§ **Exercise instructions**
Copy each line from the records below in which the word "configured" is found.
################
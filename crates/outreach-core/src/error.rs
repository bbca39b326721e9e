use thiserror::Error;

#[derive(Debug, Error)]
pub enum OutreachError {
    // Capability errors
    #[error("Message generation failed: {0}")]
    Generation(String),

    #[error("Message delivery failed: {0}")]
    Delivery(String),

    #[error("Call placement failed: {0}")]
    Telephony(String),

    #[error("Enrichment failed: {0}")]
    Enrichment(String),

    // Graph errors
    #[error("Graph construction failed: {0}")]
    GraphBuild(String),

    #[error("Graph node not found: {0}")]
    NodeNotFound(String),

    #[error("Router '{router}' produced unmapped label: {label}")]
    UnmappedRoute { router: String, label: String },

    #[error("Graph node '{0}' exceeded the visit limit")]
    CycleDetected(String),

    // Coordinator errors
    #[error("Campaign lead not found: {0}")]
    CampaignLeadNotFound(String),

    #[error("Campaign not found: {0}")]
    CampaignNotFound(String),

    #[error("Lead not found: {0}")]
    LeadNotFound(String),

    // Config errors
    #[error("Config error: {0}")]
    Config(String),

    #[error("Config file not found: {0}")]
    ConfigNotFound(String),

    // Storage errors
    #[error("Database error: {0}")]
    Database(String),

    // I/O errors
    #[error("I/O error: {0}")]
    Io(#[from] std::io::Error),

    // JSON errors
    #[error("JSON error: {0}")]
    Json(#[from] serde_json::Error),
}

pub type Result<T> = std::result::Result<T, OutreachError>;
//! SMS transports.

use std::sync::atomic::{AtomicU64, Ordering};
use std::sync::Arc;

use futures::future::BoxFuture;
use serde::Deserialize;
use tracing::{info, warn};

use outreach_core::config::SmsConfig;
use outreach_core::error::{OutreachError, Result};
use outreach_core::traits::{DeliveryReceipt, MessageSender};

const TWILIO_API_BASE: &str = "https://api.twilio.com/2010-04-01";

/// Logs instead of sending. The default transport for development and test.
pub struct MockSmsSender {
    counter: AtomicU64,
}

impl MockSmsSender {
    pub fn new() -> Self {
        Self {
            counter: AtomicU64::new(0),
        }
    }
}

impl Default for MockSmsSender {
    fn default() -> Self {
        Self::new()
    }
}

impl MessageSender for MockSmsSender {
    fn send(&self, to: &str, message: &str) -> BoxFuture<'_, Result<DeliveryReceipt>> {
        let to = to.to_string();
        let length = message.len();
        Box::pin(async move {
            let n = self.counter.fetch_add(1, Ordering::Relaxed) + 1;
            info!(%to, length, "Mock SMS delivered");
            Ok(DeliveryReceipt {
                delivery_id: format!("mock_sms_{}", n),
            })
        })
    }
}

/// Twilio REST transport.
pub struct TwilioSender {
    http: reqwest::Client,
    account_sid: String,
    auth_token: String,
    from_number: String,
}

#[derive(Deserialize)]
struct TwilioResponse {
    #[serde(default)]
    sid: Option<String>,
    #[serde(default)]
    message: Option<String>,
}

impl TwilioSender {
    pub fn new(config: &SmsConfig) -> Self {
        Self {
            http: reqwest::Client::new(),
            account_sid: config.twilio_account_sid.clone(),
            auth_token: config.twilio_auth_token.clone(),
            from_number: config.twilio_from_number.clone(),
        }
    }
}

impl MessageSender for TwilioSender {
    fn send(&self, to: &str, message: &str) -> BoxFuture<'_, Result<DeliveryReceipt>> {
        let to = to.to_string();
        let message = message.to_string();
        Box::pin(async move {
            let url = format!(
                "{}/Accounts/{}/Messages.json",
                TWILIO_API_BASE, self.account_sid
            );

            let response = self
                .http
                .post(&url)
                .basic_auth(&self.account_sid, Some(&self.auth_token))
                .form(&[
                    ("To", to.as_str()),
                    ("From", self.from_number.as_str()),
                    ("Body", message.as_str()),
                ])
                .send()
                .await
                .map_err(|e| OutreachError::Delivery(e.to_string()))?;

            let status = response.status();
            let parsed: TwilioResponse = response
                .json()
                .await
                .map_err(|e| OutreachError::Delivery(e.to_string()))?;

            if !status.is_success() {
                let detail = parsed.message.unwrap_or_else(|| "unknown".to_string());
                return Err(OutreachError::Delivery(format!(
                    "Twilio HTTP {}: {}",
                    status, detail
                )));
            }

            let sid = parsed
                .sid
                .ok_or_else(|| OutreachError::Delivery("Twilio response missing sid".to_string()))?;

            info!(%to, sid = %sid, "SMS delivered via Twilio");
            Ok(DeliveryReceipt { delivery_id: sid })
        })
    }
}

/// Build the configured transport. An unconfigured twilio provider falls
/// back to the mock so a half-filled config file still runs.
pub fn sender_from_config(config: &SmsConfig) -> Arc<dyn MessageSender> {
    match config.provider.as_str() {
        "twilio" => {
            if config.twilio_account_sid.is_empty()
                || config.twilio_auth_token.is_empty()
                || config.twilio_from_number.is_empty()
            {
                warn!("Twilio provider selected but not fully configured, using mock sender");
                Arc::new(MockSmsSender::new())
            } else {
                Arc::new(TwilioSender::new(config))
            }
        }
        "mock" => Arc::new(MockSmsSender::new()),
        other => {
            warn!(provider = %other, "Unknown SMS provider, using mock sender");
            Arc::new(MockSmsSender::new())
        }
    }
}
pub mod config;
pub mod error;
pub mod traits;
pub mod types;

pub use config::AppConfig;
pub use error::{OutreachError, Result};
pub use types::*;
use serde::{Deserialize, Serialize};

use outreach_core::types::{
    AgentType, HistoryEntry, LeadProfile, LeadStatus, LogEntry, ToolBinding,
};

/// Read-only snapshot of the campaign configuration, taken once at run
/// start. Nodes never write to it.
#[derive(Debug, Clone, Serialize, Deserialize)]
pub struct CampaignSnapshot {
    pub agent_type: AgentType,

    /// Dual-agent mode; true iff both agent ids below are set.
    pub use_a2a: bool,
    pub creative_agent_id: String,
    pub creative_agent_prompt: String,
    pub creative_agent_model: String,
    pub deterministic_agent_id: String,
    pub deterministic_agent_prompt: String,
    pub deterministic_agent_model: String,
    pub deterministic_agent_tools: Vec<ToolBinding>,

    // Legacy single agent (backward compatibility)
    pub sms_system_prompt: String,
    pub sms_model: String,
    /// 0.0-1.0 fraction, converted from the persisted 0-100 integer.
    pub sms_temperature: f32,
}

#[derive(Debug, Clone, Default, Serialize, Deserialize)]
pub struct ValidationResult {
    pub passed: bool,
    /// Append-only; writers add to this list, never replace it.
    pub errors: Vec<String>,
}

#[derive(Debug, Clone, Default, Serialize, Deserialize)]
pub struct SmsOutcome {
    pub sent: bool,
    pub message: String,
    pub error: String,
    pub cost: f64,
}

#[derive(Debug, Clone, Default, Serialize, Deserialize)]
pub struct VoiceOutcome {
    pub call_made: bool,
    pub call_id: String,
    pub error: String,
    pub cost: f64,
}

#[derive(Debug, Clone, Default, Serialize, Deserialize)]
pub struct EnrichmentResult {
    pub data: serde_json::Map<String, serde_json::Value>,
    pub error: String,
}

/// Mutable record threaded through a single lead's run.
///
/// Exclusively owned by one run; created by the coordinator, discarded after
/// the final values are extracted. Nodes never mutate it directly — they
/// return a [`StateUpdate`] which the graph executor applies via
/// [`ProcessingState::apply`], so the append-only rules hold regardless of
/// what any node returns.
#[derive(Debug, Clone, Serialize, Deserialize)]
pub struct ProcessingState {
    pub campaign_lead_id: String,
    pub campaign_id: String,
    pub lead_id: String,

    pub profile: LeadProfile,
    pub config: CampaignSnapshot,

    pub validation: ValidationResult,
    pub sms: SmsOutcome,
    pub voice: VoiceOutcome,
    pub enrichment: EnrichmentResult,

    /// Append-only audit trail; at least one entry per node invocation.
    pub log: Vec<LogEntry>,
    /// Append-only transcript of everything said by any agent or tool.
    pub history: Vec<HistoryEntry>,

    /// Observability correlation id; assigned at most once per run.
    pub trace_id: String,

    pub status: LeadStatus,
    pub error_message: String,
}

/// Delta produced by one node invocation.
///
/// `Option` fields are last-writer-wins; the `Vec` fields are accumulated by
/// concatenation in node execution order.
#[derive(Debug, Clone, Default)]
pub struct StateUpdate {
    pub profile: Option<LeadProfile>,

    pub validation_passed: Option<bool>,
    pub validation_errors: Vec<String>,

    pub sms_sent: Option<bool>,
    pub sms_message: Option<String>,
    pub sms_error: Option<String>,
    pub sms_cost: Option<f64>,

    pub voice_call_made: Option<bool>,
    pub voice_call_id: Option<String>,
    pub voice_error: Option<String>,
    pub voice_cost: Option<f64>,

    pub enrichment_data: Option<serde_json::Map<String, serde_json::Value>>,
    pub enrichment_error: Option<String>,

    pub log: Vec<LogEntry>,
    pub history: Vec<HistoryEntry>,

    pub trace_id: Option<String>,
    pub status: Option<LeadStatus>,
    pub error_message: Option<String>,
}

impl StateUpdate {
    pub fn log(mut self, entry: LogEntry) -> Self {
        self.log.push(entry);
        self
    }

    pub fn history(mut self, entry: HistoryEntry) -> Self {
        self.history.push(entry);
        self
    }
}

impl ProcessingState {
    /// Merge a node's delta into the state.
    ///
    /// Append-only sequences (validation errors, processing log, conversation
    /// history) are concatenated; everything else is assigned when present.
    /// The trace id is write-once: a later assignment is ignored.
    pub fn apply(&mut self, update: StateUpdate) {
        if let Some(profile) = update.profile {
            self.profile = profile;
        }

        if let Some(passed) = update.validation_passed {
            self.validation.passed = passed;
        }
        self.validation.errors.extend(update.validation_errors);

        if let Some(sent) = update.sms_sent {
            self.sms.sent = sent;
        }
        if let Some(message) = update.sms_message {
            self.sms.message = message;
        }
        if let Some(error) = update.sms_error {
            self.sms.error = error;
        }
        if let Some(cost) = update.sms_cost {
            self.sms.cost = cost;
        }

        if let Some(call_made) = update.voice_call_made {
            self.voice.call_made = call_made;
        }
        if let Some(call_id) = update.voice_call_id {
            self.voice.call_id = call_id;
        }
        if let Some(error) = update.voice_error {
            self.voice.error = error;
        }
        if let Some(cost) = update.voice_cost {
            self.voice.cost = cost;
        }

        if let Some(data) = update.enrichment_data {
            self.enrichment.data = data;
        }
        if let Some(error) = update.enrichment_error {
            self.enrichment.error = error;
        }

        self.log.extend(update.log);
        self.history.extend(update.history);

        if let Some(trace_id) = update.trace_id {
            if self.trace_id.is_empty() {
                self.trace_id = trace_id;
            }
        }

        if let Some(status) = update.status {
            self.status = status;
        }
        if let Some(error_message) = update.error_message {
            self.error_message = error_message;
        }
    }
}
//! Dual-agent (A2A) nodes: a creative agent that writes, a deterministic
//! agent that delivers and runs tools, and a handoff checkpoint between them.

use std::sync::Arc;

use futures::future::BoxFuture;
use serde_json::json;
use tracing::{error, info, warn};

use outreach_core::traits::{GenerationRequest, MessageGenerator, MessageSender};
use outreach_core::types::{HistoryEntry, LogEntry, Role};

use crate::state::{ProcessingState, StateUpdate};

use super::{preview, StateNode};

/// Generates the outreach message with the creative agent's own prompt,
/// model, and temperature, folding enrichment data and the conversation so
/// far into the request.
pub struct CreativeAgentNode {
    generator: Arc<dyn MessageGenerator>,
}

impl CreativeAgentNode {
    pub fn new(generator: Arc<dyn MessageGenerator>) -> Self {
        Self { generator }
    }
}

impl StateNode for CreativeAgentNode {
    fn name(&self) -> &'static str {
        "creative_agent"
    }

    fn run<'a>(&'a self, state: &'a ProcessingState) -> BoxFuture<'a, StateUpdate> {
        Box::pin(async move {
            if !state.config.use_a2a {
                warn!(lead_id = %state.lead_id, "A2A not enabled, skipping creative agent");
                return StateUpdate::default();
            }

            info!(
                lead_id = %state.lead_id,
                agent_id = %state.config.creative_agent_id,
                "Creative agent generating message"
            );

            // Enrichment output becomes additional context for the writer.
            let mut profile = state.profile.clone();
            profile.absorb(&state.enrichment.data);

            let request = GenerationRequest {
                system_prompt: state.config.creative_agent_prompt.clone(),
                model: state.config.creative_agent_model.clone(),
                temperature: state.config.sms_temperature,
                profile,
                history: state.history.clone(),
            };

            match self.generator.generate(request).await {
                Ok(generated) => StateUpdate {
                    sms_message: Some(generated.message.clone()),
                    sms_cost: Some(generated.cost),
                    ..Default::default()
                }
                .history(
                    HistoryEntry::new(Role::Assistant, generated.message.clone())
                        .tagged("creative", state.config.creative_agent_id.clone())
                        .with_metadata(json!({
                            "node": "creative_agent",
                            "cost": generated.cost,
                            "model": state.config.creative_agent_model,
                        })),
                )
                .log(
                    LogEntry::new("creative_agent", "Creative agent generated message")
                        .with_detail(json!({
                            "message_preview": preview(&generated.message, 100),
                        })),
                ),
                Err(e) => {
                    error!(lead_id = %state.lead_id, error = %e, "Creative agent failed");
                    StateUpdate {
                        sms_error: Some(e.to_string()),
                        ..Default::default()
                    }
                    .log(
                        LogEntry::new("creative_agent", "Creative agent failed")
                            .with_detail(json!({ "error": e.to_string() })),
                    )
                }
            }
        })
    }
}

/// Executes structured actions for the run: delivers the generated message
/// and surfaces every declared tool binding for future execution.
pub struct DeterministicAgentNode {
    sender: Arc<dyn MessageSender>,
}

impl DeterministicAgentNode {
    pub fn new(sender: Arc<dyn MessageSender>) -> Self {
        Self { sender }
    }
}

impl StateNode for DeterministicAgentNode {
    fn name(&self) -> &'static str {
        "deterministic_agent"
    }

    fn run<'a>(&'a self, state: &'a ProcessingState) -> BoxFuture<'a, StateUpdate> {
        Box::pin(async move {
            if !state.config.use_a2a {
                warn!(lead_id = %state.lead_id, "A2A not enabled, skipping deterministic agent");
                return StateUpdate::default();
            }

            info!(
                lead_id = %state.lead_id,
                agent_id = %state.config.deterministic_agent_id,
                "Deterministic agent executing"
            );

            let mut update = StateUpdate::default();

            if !state.sms.message.is_empty() {
                let (sent, error) = match self
                    .sender
                    .send(&state.profile.phone, &state.sms.message)
                    .await
                {
                    Ok(_) => (true, String::new()),
                    Err(e) => {
                        error!(lead_id = %state.lead_id, error = %e, "Deterministic delivery failed");
                        (false, e.to_string())
                    }
                };

                update.sms_sent = Some(sent);
                update.sms_error = Some(error.clone());

                update = update
                    .history(
                        HistoryEntry::new(
                            Role::Tool,
                            format!("SMS sent to {}", state.profile.phone),
                        )
                        .tagged("deterministic", state.config.deterministic_agent_id.clone())
                        .with_metadata(json!({
                            "node": "deterministic_agent",
                            "tool": "send_sms",
                            "success": sent,
                            "error": error,
                        })),
                    )
                    .log(
                        LogEntry::new(
                            "deterministic_agent",
                            if sent { "SMS sent" } else { "SMS failed" },
                        )
                        .with_detail(json!({ "tool": "send_sms", "success": sent })),
                    );
            }

            // Declared tools are surfaced for audit; execution is wired in
            // by the deployment.
            for tool in &state.config.deterministic_agent_tools {
                info!(lead_id = %state.lead_id, tool = %tool.name, "Tool available");
                update = update.log(
                    LogEntry::new(
                        "deterministic_agent",
                        format!("Tool available: {}", tool.name),
                    )
                    .with_detail(json!({ "tool": tool.name })),
                );
            }

            update
        })
    }
}

/// Audit checkpoint between the two agents; records which halves of the
/// collaboration have completed.
pub struct HandoffNode;

impl StateNode for HandoffNode {
    fn name(&self) -> &'static str {
        "handoff"
    }

    fn run<'a>(&'a self, state: &'a ProcessingState) -> BoxFuture<'a, StateUpdate> {
        Box::pin(async move {
            info!(lead_id = %state.lead_id, "Agent handoff coordination");

            StateUpdate::default().log(
                LogEntry::new("handoff", "Agent handoff coordination").with_detail(json!({
                    "creative_complete": !state.sms.message.is_empty(),
                    "deterministic_complete": state.sms.sent,
                })),
            )
        })
    }
}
################
§ **Answer below**
/// Build the configured transport. An unconfigured twilio provider falls
                warn!("Twilio provider selected but not fully configured, using mock sender");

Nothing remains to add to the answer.